Soda Kazuhiro : C’est bien sûr une référence à la tradition du « cinéma direct », qui a commencé dans les années 60 avec Frederick Wiseman, les frères Maysles ou D. A. Pennebacker. Mais je voulais redéfinir le sens de l’observation au cinéma. Les gens pensent a priori que cela veut seulement dire qu’il n’y a pas de narration, de musique ou d’intertitres, mais en fait, ça va bien au-delà. Pour moi, l’observation consiste avant tout à regarder et écouter. Ce n’est ni se tenir à distance ou être de parti-pris. Dans cette optique, cela prend deux sens. D’une part, moi, en tant que cinéaste, j’essaie de regarder et d’écouter ce qui se produit devant ma caméra, d’apprendre à partir de cette matière et de faire un film basé sur mes découvertes, et non sur les préjugés et les conceptions que je pouvais avoir avant de tourner le film. Je ne fais aucune recherche préalable sur mes sujets, aucune rencontre avant le tournage afin de n’avoir aucune idée préconçue. Et d’autre part, je veux que le spectateur observe ce qui se passe dans le film de ses propres yeux et par son propre esprit. C’est pourquoi nous n’utilisons ni voix-off, ni musique, ni intertitres pour expliquer les situations. Voilà les concepts de base du cinéma d’observation.

KAZUHIRO SODA

Comment est-ce que vous choisissez vos sujets ? Pour Oyster Factory, par exemple, saviez-vous de quoi vous alliez parler avant d’aller à Ushimato ? Et si ce n’est pas le cas, à quel stade du tournage est-ce que le sujet du film vous apparaît ?

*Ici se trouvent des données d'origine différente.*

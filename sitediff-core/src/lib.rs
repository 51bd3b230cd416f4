pub mod classify;
pub mod config;
pub mod equivalence;
pub mod filter;
pub mod merge;
pub mod model;
pub mod normalize;
pub mod notes;
pub mod pipeline;
pub mod report;

pub use classify::{Classifiers, NewSiteClassifier, Predicate, Rule, RuleSet, old_site_rules};
pub use config::{ConfigError, MigrationConfig};
pub use equivalence::{Candidate, EquivalenceMatcher, resolve_new_site};
pub use merge::{StatusDecision, merge_status};
pub use model::{NewRecord, OldRecord, PageLabel, Provenance};
pub use normalize::{canonical_host_path, canonical_path};
pub use pipeline::{Diagnostics, InputLayout, Inventory, InventoryPipeline, reconcile};

const BANNER: &str = r#"
     _ _           _ _  __  __
 ___(_) |_ ___  __| (_)/ _|/ _|
/ __| | __/ _ \/ _` | | |_| |_
\__ \ | ||  __/ (_| | |  _|  _|
|___/_|\__\___|\__,_|_|_| |_|
"#;

pub fn print_banner() {
    println!("{}", BANNER);
    println!(
        "  sitediff v{} - old/new site URL inventory\n",
        env!("CARGO_PKG_VERSION")
    );
}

Oui, nous n’avions ni agenda ni attentes. En fait, la mère de Kiyoko vient de cette ville, Ushimato, et on passe souvent nos vacances dans ce village. Kioyoko pratique le Taï Chi sur les quais. Et comme c’est un tout petit village, on la remarque !

Kashiwagi Kiyoko : Tous les matins, je m’entraînais et les pêcheurs me voyaient et se demandaient ce que je faisais. Ils ont fini par me poser des  questions.

Soda Kazuhiro : Ils se sont connus comme ça. Et j’ai appris par Kiyoko que tous les pêcheurs étaient assez âgés. Ils ont entre 70 et 80 ans et n’ont pas de successeurs. Ça m’a plutôt choqué car j’ai pris conscience que l’on n’aurait bientôt plus de pêcheurs dans ce village, et que si ça arrivait ici, ça devait arriver un peu partout au Japon. Cela a éveillé ma curiosité et j’ai rencontré l’un des pêcheurs, M. Hirano. Il était si intéressant que je lui ai demandé si je pouvais revenir avec une caméra pour filmer sa vie. Il était d’accord. C’était l’été 2013 et on a décidé d’y retourner en novembre. On a découvert alors qu’il avait une usine d’huîtres. Il était très occupé car la saison des huîtres venait juste de commencer. C’est lui qui nous a suggéré de filmer l’usine. C’était surprenant car je pensais tourner un film sur les pêcheurs, et soudain, c’est devenu un film sur les huîtres. Nous n’avions donc vraiment aucune idée de ce que nous allions filmer.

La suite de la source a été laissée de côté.